Pattern 2: Technology Verification

# Check if dataset meets specific criteria
SRAgent --no-progress --no-summaries sragent "Is SRX4967527 Illumina paired-end single-cell RNA-seq data?"

# Get specific technology details
SRAgent --no-progress --no-summaries sragent "Which 10X Genomics chemistry was used: SRX4967527?"

# Verify organism
SRAgent --no-progress --no-summaries sragent "What organism is SRX4967527?"

Pattern 3: Batch Processing

# Create CSV with accessions
cat > accessions.csv << EOF
accession
SRX4967527
SRX4967528
SRX4967529
EOF

# Download all papers
SRAgent --no-progress --no-summaries \
  papers accessions.csv \
    --output-dir papers/ \
    --max-concurrency 5

# Result: CSV enriched with DOIs and download paths

Pattern 4: Study-Level Analysis

# Get all experiments in a study
SRAgent --no-progress --no-summaries entrez "List all SRX accessions for study SRP167700"
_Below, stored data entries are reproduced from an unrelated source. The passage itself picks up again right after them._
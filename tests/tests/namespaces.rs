//! Naming scenarios: per-namespace uniqueness, find-or-create and
//! annotations on things.

use ontic_tests::prelude::*;

mod scoping {
    use super::*;

    pub fn scenario() -> Scenario {
        Scenario::new("scoping")
            .step("create_foaf", |tx| tx.create_namespace("foaf"), |a| a.created(1))
            .step(
                "foaf_again",
                |tx| tx.create_namespace("foaf"),
                |a| a.error_matches("^Duplicate namespace name: foaf"),
            )
            .step(
                "person_in_both",
                |tx| {
                    let global = tx.model().global_namespace();
                    let foaf = tx.namespace("foaf", false)?.ok_or_else(|| SchemaError::not_found("foaf"))?;
                    tx.class(global, "Person")?;
                    tx.class(foaf, "Person")
                },
                |a| a.created(2),
            )
            .step(
                "find_or_create_is_stable",
                |tx| {
                    let global = tx.model().global_namespace();
                    tx.class(global, "Person")
                },
                |a| a.unchanged(),
            )
            .step(
                "duplicate_class",
                |tx| {
                    let global = tx.model().global_namespace();
                    tx.create_class(global, "Person")
                },
                |a| a.error("Duplicate"),
            )
            .step(
                "kinds_do_not_collide",
                |tx| {
                    let global = tx.model().global_namespace();
                    tx.create_property(global, "Person")
                },
                |a| a.created(1),
            )
            .step(
                "blank_names_rejected",
                |tx| {
                    let global = tx.model().global_namespace();
                    tx.class(global, "  ")
                },
                |a| a.error_matches("^Invalid argument"),
            )
            .query(
                "namespaces_global_first",
                |s| Ok(s.namespaces()),
                |a| a.rows(2),
            )
            .query(
                "foaf_person_is_distinct",
                |s| {
                    let Some(foaf) = s.namespace("foaf") else {
                        return Ok(false);
                    };
                    let here = s.find_class(s.global_namespace(), "Person")?;
                    let there = s.find_class(foaf, "Person")?;
                    Ok(here.is_some() && there.is_some() && here != there)
                },
                |a| a.value(true),
            )
            .query(
                "namespace_of_foaf_person",
                |s| {
                    let foaf = s.namespace("foaf");
                    let person = match foaf {
                        Some(foaf) => s.find_class(foaf, "Person")?,
                        None => None,
                    };
                    match person {
                        Some(person) => Ok(Some(s.namespace_of(person)?) == foaf),
                        None => Ok(false),
                    }
                },
                |a| a.value(true),
            )
    }

    #[test]
    fn test_names_are_scoped_per_namespace_and_kind() {
        scenario().run().unwrap();
    }

    // ========== TEST: aborted creations leave no cached names ==========
    #[test]
    fn test_aborted_names_are_not_cached() {
        let model = Scenario::new("aborted_names")
            .step(
                "create_then_fail",
                |tx| {
                    let global = tx.model().global_namespace();
                    tx.class(global, "Ghost")?;
                    tx.create_class(global, "Ghost")
                },
                |a| a.error("Duplicate"),
            )
            .query(
                "ghost_absent",
                |s| s.find_class(s.global_namespace(), "Ghost"),
                |a| a.none(),
            )
            .run()
            .unwrap();
        assert_eq!(model.read().schema().store().node_count(), 2);
    }
}

mod annotations {
    use super::*;

    pub fn scenario() -> Scenario {
        Scenario::new("annotations")
            .ontology(organisms)
            .step(
                "label_person",
                |tx| {
                    let person = class(tx.schema(), "Person")?;
                    tx.set_label(person, "Person")?;
                    tx.set_comment(person, "A human being")?;
                    tx.set_additional_property(person, "seeAlso", "http://xmlns.com/foaf/0.1/Person")
                },
                |a| a.unchanged(),
            )
            .query(
                "label",
                |s| Ok(s.label(class(s, "Person")?)?.map(Value::from)),
                |a| a.value("Person"),
            )
            .query(
                "see_also",
                |s| Ok(s.additional_property(class(s, "Person")?, "seeAlso")?.cloned()),
                |a| a.value("http://xmlns.com/foaf/0.1/Person"),
            )
            .query(
                "keys_sorted",
                |s| {
                    let found = s.additional_properties(class(s, "Person")?)?;
                    Ok(found.into_iter().map(|(key, _)| key.to_string()).collect::<Vec<_>>())
                },
                |a| a.names(&["comment", "label", "seeAlso"]),
            )
            .step(
                "parent_and_child",
                |tx| {
                    let global = tx.model().global_namespace();
                    let parent = tx.property(global, "parentOf")?;
                    let child = tx.property(global, "childOf")?;
                    tx.set_inverse_of(parent, Some(child))
                },
                |a| a.created(2),
            )
            .query(
                "inverse_is_symmetric",
                |s| s.inverse_of(property(s, "childOf")?),
                |a| a.rows(1),
            )
            .query(
                "inverse_name",
                |s| {
                    let inverse = s.inverse_of(property(s, "childOf")?)?;
                    Ok(inverse.map(|p| names(s, vec![p])).transpose()?.unwrap_or_default())
                },
                |a| a.names(&["parentOf"]),
            )
    }

    #[test]
    fn test_annotations_and_inverses() {
        scenario().run().unwrap();
    }
}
# Or use a BioProject accession
SRAgent --no-progress --no-summaries entrez "Convert PRJNA498286 to SRX accessions"

# Then analyze the study
SRAgent --no-progress --no-summaries sragent "Summarize the library prep technologies used in PRJNA498286"

Implementation Guide for Claude

Running SRAgent Commands

When the user needs SRAgent functionality, use the bash tool:

# Example: Convert accessions
result = bash_tool(
    command="SRAgent --no-progress --no-summaries entrez 'Convert GSE121737 to SRX accessions'",
    description="Converting GEO accession to SRX format"
)

# Example: Get metadata
result = bash_tool(
    command="SRAgent --no-progress --no-summaries sragent 'Which 10X technology was used for SRX4967527?'",
    description="Determining library preparation technology"
)

# Example: Download papers
result = bash_tool(
    command="SRAgent --no-progress --no-summaries papers SRX4967527 --output-dir /home/claude/papers",
    description="Downloading manuscripts for dataset"
)

Working with CSV Files

When processing batch data:

import pandas as pd

# User provides accessions - create CSV
accessions = ["SRX4967527", "SRX4967528", "SRX4967529"]
df = pd.DataFrame({"accession": accessions})
df.to_csv("/home/claude/accessions.csv", index=False)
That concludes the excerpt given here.